Pull out all lines from the listing below in which the word "UnknownField" appears.
☆ ☆ ☆ ☆
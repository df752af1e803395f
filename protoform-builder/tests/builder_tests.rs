use pretty_assertions::assert_eq;
use protoform_builder::{
    build, build_from, build_from_with_config, BuildError, BuildResult, Builder, BuilderConfig,
    FieldResolver,
};
use protoform_model::{
    DescriptorPool, FieldDescriptor, Message, MessageSchema, MessageType, ScalarType, Value,
};
use serde_json::json;
use std::collections::BTreeMap;

fn person() -> MessageType {
    DescriptorPool::new(vec![
        MessageSchema::new(
            "api.Person",
            vec![
                FieldDescriptor::string("name"),
                FieldDescriptor::message("friends", "api.Person").repeated(),
                FieldDescriptor::message("best_friend", "api.Person"),
                FieldDescriptor::message("field_mask", "api.FieldMask"),
                FieldDescriptor::map("favourite_foods", ScalarType::String),
                FieldDescriptor::message("logo", "api.Asset"),
                FieldDescriptor::bool("boolean_me"),
                FieldDescriptor::int64("age"),
            ],
        ),
        MessageSchema::new(
            "api.FieldMask",
            vec![FieldDescriptor::string("paths").repeated()],
        ),
        MessageSchema::new(
            "api.Asset",
            vec![FieldDescriptor::string("url"), FieldDescriptor::string("url_2x")],
        ),
    ])
    .unwrap()
    .message_type("api.Person")
    .unwrap()
}

fn friend_names(m: &Message) -> Vec<String> {
    m.get_repeated("friends")
        .unwrap()
        .iter()
        .map(|f| f.as_message().unwrap().get_str("name").unwrap().to_string())
        .collect()
}

fn int(v: Option<&Value>) -> i64 {
    v.and_then(Value::as_scalar).and_then(|s| s.as_i64()).unwrap()
}

// ── Scenario ─────────────────────────────────────────────────────

#[test]
fn person_scenario() {
    let person = build(&person(), |pb| {
        pb.set("name", vec![Value::from("Ada")], None)?;

        let mut block = |pb: &mut Builder<'_>, n: Option<&Value>| {
            pb.set("name", vec![Value::from(format!("F{}", int(n)))], None)
        };
        pb.set(
            "friends",
            vec![Value::sequence([1i64, 2])],
            Some(&mut block),
        )?;

        pb.set(
            "favourite_foods",
            vec![Value::mapping([("a", "b")])],
            None,
        )
    })
    .unwrap();

    assert_eq!(person.get_str("name"), Some("Ada"));
    assert_eq!(friend_names(&person), vec!["F1", "F2"]);
    assert_eq!(
        person.get_map_entry("favourite_foods", "a").unwrap(),
        Some(&Value::from("b"))
    );
}

#[test]
fn unknown_field_is_rejected() {
    let mut m = person().new_instance();
    let err = Builder::new(&mut m)
        .set("missing_field", vec![Value::from("x")], None)
        .unwrap_err();
    assert!(matches!(
        err,
        BuildError::UnknownField { message_type, field }
            if message_type == "api.Person" && field == "missing_field"
    ));
}

#[test]
fn block_on_scalar_is_rejected() {
    let mut m = person().new_instance();
    let mut block = |_: &mut Builder<'_>, _: Option<&Value>| -> BuildResult<()> { Ok(()) };
    let err = Builder::new(&mut m)
        .set("name", Vec::new(), Some(&mut block))
        .unwrap_err();
    assert!(matches!(err, BuildError::InvalidBlockUsage { field } if field == "name"));
}

// ── Building people ──────────────────────────────────────────────

#[test]
fn builds_a_person() {
    let person = build(&person(), |pb| {
        pb.set_value("name", "Hello world")?;
        pb.set_each("friends", 1i64..=3, |pb, n| {
            pb.set_value("name", format!("Friend #{}", int(Some(n))))
        })?;
        pb.set_nested("best_friend", |pb| pb.set_value("name", "Manuelo"))?;
        pb.set_nested("field_mask", |pb| {
            pb.set_value("paths", vec!["ok", "that's"])?;
            pb.set_value("paths", "cool")
        })?;
        pb.set_value(
            "favourite_foods",
            Value::mapping([
                ("Breakfast", "Eggs"),
                ("Lunch", "Shawarma"),
                ("Dinner", "Pizza"),
            ]),
        )
    })
    .unwrap();

    assert_eq!(person.get_str("name"), Some("Hello world"));
    assert_eq!(
        friend_names(&person),
        vec!["Friend #1", "Friend #2", "Friend #3"]
    );
    let mask = person.get_message("field_mask").unwrap().unwrap();
    assert_eq!(mask.get_repeated("paths").unwrap(), &[Value::from("cool")]);
    let best = person.get_message("best_friend").unwrap().unwrap();
    assert_eq!(best.get_str("name"), Some("Manuelo"));
    assert_eq!(
        person.get_map_entry("favourite_foods", "Breakfast").unwrap(),
        Some(&Value::from("Eggs"))
    );
}

#[test]
fn prefab_messages_are_assigned() {
    let ty = person();
    let max = build(&ty, |pb| pb.set_value("name", "Max Verstappen")).unwrap();
    let james = build(&ty, |pb| pb.set_value("name", "James Hunt")).unwrap();

    let person = build(&ty, |pb| {
        pb.set_value("name", "Niki Lauda")?;
        pb.set_value("friends", vec![max.clone(), james.clone()])?;
        pb.set_value("best_friend", james.clone())
    })
    .unwrap();

    assert_eq!(friend_names(&person), vec!["Max Verstappen", "James Hunt"]);
    assert_eq!(person.get_message("best_friend").unwrap(), Some(&james));
}

#[test]
fn repeated_messages_from_mappings() {
    let person = build(&person(), |pb| {
        pb.set_value(
            "friends",
            vec![Value::mapping([("name", "A")]), Value::mapping([("name", "B")])],
        )
    })
    .unwrap();
    assert_eq!(friend_names(&person), vec!["A", "B"]);
}

#[test]
fn repeated_assignment_replaces_previous_contents() {
    let first = build(&person(), |pb| {
        pb.set_nested("field_mask", |pb| pb.set_value("paths", vec!["ok", "that's"]))
    })
    .unwrap();

    let mut again = first.clone();
    Builder::new(&mut again)
        .set_nested("field_mask", |pb| pb.set_value("paths", vec!["ok", "that's"]))
        .unwrap();

    let mask = again.get_message("field_mask").unwrap().unwrap();
    assert_eq!(
        mask.get_repeated("paths").unwrap(),
        &[Value::from("ok"), Value::from("that's")]
    );
}

#[test]
fn callback_children_are_appended() {
    let mut m = person().new_instance();
    let mut pb = Builder::new(&mut m);
    pb.set_each("friends", ["A"], |pb, n| pb.set_value("name", n.clone()))
        .unwrap();
    pb.set_each("friends", ["B", "C"], |pb, n| pb.set_value("name", n.clone()))
        .unwrap();
    assert_eq!(friend_names(&m), vec!["A", "B", "C"]);
}

#[test]
fn singular_scope_builds_incrementally() {
    let person = build(&person(), |pb| {
        pb.set_nested("best_friend", |pb| pb.set_value("name", "Manuelo"))?;
        pb.set_nested("best_friend", |pb| pb.set_value("age", 30i64))
    })
    .unwrap();
    let best = person.get_message("best_friend").unwrap().unwrap();
    assert_eq!(best.get_str("name"), Some("Manuelo"));
    assert_eq!(best.get_i64("age"), Some(30));
}

#[test]
fn deeply_nested_scopes() {
    let person = build(&person(), |pb| {
        pb.set_nested("best_friend", |pb| {
            pb.set_value("name", "Max Verstappen")?;
            pb.set_nested("logo", |pb| {
                pb.set_value("url", "https://google.com/image.jpg")?;
                pb.set_value("url_2x", "https://google.com/image.jpg")
            })
        })
    })
    .unwrap();
    let logo = person
        .get_message("best_friend")
        .unwrap()
        .unwrap()
        .get_message("logo")
        .unwrap()
        .unwrap();
    assert_eq!(logo.get_str("url_2x"), Some("https://google.com/image.jpg"));
}

// ── Arity ────────────────────────────────────────────────────────

#[test]
fn repeated_block_needs_exactly_one_collection() {
    let mut m = person().new_instance();
    let mut block = |_: &mut Builder<'_>, _: Option<&Value>| -> BuildResult<()> { Ok(()) };
    let err = Builder::new(&mut m)
        .set("friends", Vec::new(), Some(&mut block))
        .unwrap_err();
    assert!(matches!(err, BuildError::ArityMismatch { found: 0, .. }));

    let err = Builder::new(&mut m)
        .set("friends", vec![Value::from("x")], Some(&mut block))
        .unwrap_err();
    assert!(matches!(err, BuildError::ExpectedCollection { found: "string", .. }));
}

#[test]
fn singular_block_takes_no_arguments() {
    let mut m = person().new_instance();
    let mut block = |_: &mut Builder<'_>, _: Option<&Value>| -> BuildResult<()> { Ok(()) };
    let err = Builder::new(&mut m)
        .set("best_friend", vec![Value::from("x")], Some(&mut block))
        .unwrap_err();
    assert!(matches!(err, BuildError::ArityMismatch { found: 1, .. }));
}

#[test]
fn set_without_arguments_marks_singular_message_present() {
    let mut m = person().new_instance();
    Builder::new(&mut m).set("best_friend", Vec::new(), None).unwrap();
    let best = m.get_message("best_friend").unwrap().unwrap();
    assert_eq!(best.get_str("name"), None);
}

#[test]
fn set_without_arguments_keeps_existing_child() {
    let mut m = person().new_instance();
    let mut pb = Builder::new(&mut m);
    pb.set_nested("logo", |pb| pb.set_value("url", "a.png")).unwrap();
    pb.set("logo", Vec::new(), None).unwrap();
    let logo = m.get_message("logo").unwrap().unwrap();
    assert_eq!(logo.get_str("url"), Some("a.png"));
}

#[test]
fn set_without_arguments_on_scalar_is_block_misuse() {
    let mut m = person().new_instance();
    let err = Builder::new(&mut m).set("name", Vec::new(), None).unwrap_err();
    assert!(matches!(err, BuildError::InvalidBlockUsage { ref field } if field == "name"));
}

#[test]
fn set_without_arguments_on_repeated_needs_collection() {
    let mut m = person().new_instance();
    let err = Builder::new(&mut m).set("friends", Vec::new(), None).unwrap_err();
    assert!(matches!(err, BuildError::ExpectedCollection { ref field, .. } if field == "friends"));
    assert!(m.get_repeated("friends").unwrap().is_empty());
}

// ── Partial failure ──────────────────────────────────────────────

#[test]
fn failing_callback_keeps_earlier_mutations() {
    let mut m = person().new_instance();
    let mut pb = Builder::new(&mut m);
    pb.set_value("name", "kept").unwrap();
    let err = pb
        .set_each("friends", [1i64, 2], |pb, n| {
            if int(Some(n)) == 2 {
                pb.set_value("nope", "x")
            } else {
                pb.set_value("name", "one")
            }
        })
        .unwrap_err();
    assert!(matches!(err, BuildError::UnknownField { .. }));
    assert_eq!(m.get_str("name"), Some("kept"));
    assert!(m.get_repeated("friends").unwrap().is_empty());
}

// ── Extraction ───────────────────────────────────────────────────

#[test]
fn extract_shorthand_on_repeated_and_singular() {
    let friends = Value::sequence([
        Value::mapping([("name", "Friend 1")]),
        Value::mapping([("name", "Friend 2")]),
    ]);
    let first = Value::mapping([("name", "Friend 1")]);

    let person = build(&person(), |pb| {
        pb.set_value("name", "Hello world")?;
        pb.set("friends", vec![friends.clone(), Value::from("name")], None)?;
        pb.set_extract("best_friend", first.clone(), &["name"])
    })
    .unwrap();

    assert_eq!(person.get_str("name"), Some("Hello world"));
    assert_eq!(friend_names(&person), vec!["Friend 1", "Friend 2"]);
    let best = person.get_message("best_friend").unwrap().unwrap();
    assert_eq!(best.get_str("name"), Some("Friend 1"));
}

#[test]
fn extract_copies_only_named_fields() {
    let source = json!({"name": "Ada", "age": 36, "boolean_me": true});
    let mut m = person().new_instance();
    Builder::new(&mut m).extract(&source, &["name", "age"]).unwrap();
    assert_eq!(m.get_str("name"), Some("Ada"));
    assert_eq!(m.get_i64("age"), Some(36));
    assert_eq!(m.get_bool("boolean_me"), Some(false));
}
☆ ☆ ☆ ☆
### Completed task
        BuildError::UnknownField { message_type, field }
    assert!(matches!(err, BuildError::UnknownField { .. }));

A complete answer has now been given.